И с кротким, безучастным лицом она пошла прочь. Детка на длинном поводке последовал за нею, прогулка его немного подбодрила.
Уильям Дэнни благополучно отыскал в городе забегаловку, проглотил там один за другим несколько коктейлей, с каждой минутой все больше впадая в мрачность, и теперь, облокотясь на перила, громко, сердито, чуть не со слезами выпалил в пространство:
— Бедняги, и за что им такое?

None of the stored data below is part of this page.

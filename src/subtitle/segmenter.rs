//! Модуль сегментации субтитров
//!
//! Этот модуль группирует последовательность распознанных слов с
//! временными метками в субтитры согласно выбранной политике.

use crate::config::GroupingPolicy;
use crate::recognizer::{Transcription, WordTiming};
use crate::subtitle::corrector::WordCorrector;
use crate::subtitle::Cue;
use crate::time::SrtTime;

/// Скорректированное слово с готовыми временными метками
struct TimedWord {
    text: String,
    start: SrtTime,
    end: SrtTime,
}

/// Сегментация полной транскрипции в список субтитров
///
/// Буфер группировки сбрасывается на границе сегментов распознавания,
/// нумерация субтитров сквозная. Пустая транскрипция даёт пустой список.
pub fn segment_transcription(
    transcription: &Transcription,
    policy: &GroupingPolicy,
    corrector: &WordCorrector,
) -> Vec<Cue> {
    let mut cues = Vec::new();
    let mut next_index = 1;

    for segment in &transcription.segments {
        segment_words_into(&segment.words, policy, corrector, &mut next_index, &mut cues);
    }

    log::info!("Generated {} cues from transcription", cues.len());
    cues
}

/// Сегментация плоской последовательности слов
pub fn segment_words(
    words: &[WordTiming],
    policy: &GroupingPolicy,
    corrector: &WordCorrector,
) -> Vec<Cue> {
    let mut cues = Vec::new();
    let mut next_index = 1;
    segment_words_into(words, policy, corrector, &mut next_index, &mut cues);
    cues
}

fn segment_words_into(
    words: &[WordTiming],
    policy: &GroupingPolicy,
    corrector: &WordCorrector,
    next_index: &mut usize,
    cues: &mut Vec<Cue>,
) {
    let timed = correct_words(words, corrector);

    match policy {
        GroupingPolicy::PerWord => {
            for word in &timed {
                push_cue(cues, next_index, word.start, word.end, word.text.clone());
            }
        }
        GroupingPolicy::Grouped { max_words, silence_gap_ms } => {
            group_words(&timed, *max_words, *silence_gap_ms, next_index, cues, |buffer| {
                join_texts(buffer)
            });
        }
        GroupingPolicy::TwoLine { max_words, first_line_words } => {
            let split = *first_line_words;
            // Двухстрочная политика не использует порог паузы
            group_words(&timed, *max_words, u64::MAX, next_index, cues, move |buffer| {
                format_two_lines(buffer, split)
            });
        }
    }
}

/// Коррекция и отбрасывание слов с пустым или некорректным содержимым
fn correct_words(words: &[WordTiming], corrector: &WordCorrector) -> Vec<TimedWord> {
    let mut timed = Vec::with_capacity(words.len());

    for word in words {
        let text = corrector.correct(word.text.trim());
        if text.trim().is_empty() {
            continue;
        }

        let start = match SrtTime::from_seconds(word.start) {
            Ok(time) => time,
            Err(e) => {
                log::warn!("Skipping word '{}' with invalid start time: {}", word.text, e);
                continue;
            }
        };
        let end = match SrtTime::from_seconds(word.end) {
            Ok(time) => time,
            Err(e) => {
                log::warn!("Skipping word '{}' with invalid end time: {}", word.text, e);
                continue;
            }
        };

        timed.push(TimedWord { text, start, end });
    }

    timed
}

/// Накопление слов с двумя условиями сброса буфера
///
/// Пауза между началом текущего слова и концом предыдущего, превышающая
/// порог, закрывает буфер перед текущим словом: слово после паузы
/// открывает следующий субтитр. Достижение порога по количеству слов
/// закрывает буфер вместе с текущим словом. Остаток буфера сбрасывается
/// по исчерпании входа.
fn group_words<F>(
    words: &[TimedWord],
    max_words: usize,
    silence_gap_ms: u64,
    next_index: &mut usize,
    cues: &mut Vec<Cue>,
    format_text: F,
) where
    F: Fn(&[&TimedWord]) -> String,
{
    let max_words = max_words.max(1);
    let mut buffer: Vec<&TimedWord> = Vec::new();

    for word in words {
        if let Some(last) = buffer.last() {
            let gap = word.start.ordinal().saturating_sub(last.end.ordinal());
            if gap > silence_gap_ms {
                flush_buffer(&mut buffer, next_index, cues, &format_text);
            }
        }

        buffer.push(word);

        if buffer.len() >= max_words {
            flush_buffer(&mut buffer, next_index, cues, &format_text);
        }
    }

    flush_buffer(&mut buffer, next_index, cues, &format_text);
}

fn flush_buffer<F>(
    buffer: &mut Vec<&TimedWord>,
    next_index: &mut usize,
    cues: &mut Vec<Cue>,
    format_text: &F,
) where
    F: Fn(&[&TimedWord]) -> String,
{
    let (first, last) = match (buffer.first(), buffer.last()) {
        (Some(first), Some(last)) => (*first, *last),
        _ => return,
    };

    let text = format_text(buffer);
    push_cue(cues, next_index, first.start, last.end, text);
    buffer.clear();
}

fn push_cue(cues: &mut Vec<Cue>, next_index: &mut usize, start: SrtTime, end: SrtTime, text: String) {
    if let Some(cue) = Cue::new(*next_index, start, end, text) {
        *next_index += 1;
        cues.push(cue);
    }
}

fn join_texts(buffer: &[&TimedWord]) -> String {
    buffer
        .iter()
        .map(|word| word.text.as_str())
        .collect::<Vec<&str>>()
        .join(" ")
}

/// Форматирование буфера в одну или две строки
///
/// Полный буфер делится на первую строку из `split` слов и вторую из
/// остальных; остаток короче `split` помещается в одну строку.
fn format_two_lines(buffer: &[&TimedWord], split: usize) -> String {
    if buffer.len() <= split {
        return join_texts(buffer);
    }

    let first: Vec<&str> = buffer[..split].iter().map(|w| w.text.as_str()).collect();
    let second: Vec<&str> = buffer[split..].iter().map(|w| w.text.as_str()).collect();
    format!("{}\n{}", first.join(" "), second.join(" "))
}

С какой стати их вышвырнули вон, в конце-то концов?
Газеты пишут, они вовсе не из этих паршивых красных.
По соседству стояла миссис Тредуэл, ей уже случалось раза два перекинуться несколькими словами с этим, на ее взгляд, препротивным молодым человеком; она прекрасно понимала, что его мысли и чувства ее совершенно не касаются, и однако невольный порыв — она столь же ясно понимала, что такие порывы ей вовсе не к лицу и ничего, кроме неприятностей, не приносят, — заставил ее заговорить.
— А почему непременно «паршивых», скажите на милость? — с непринужденной любезностью осведомилась она. — И почему непременно «красных»? Что вы, в сущности,
знаете о «красных» и какое вам до них дело?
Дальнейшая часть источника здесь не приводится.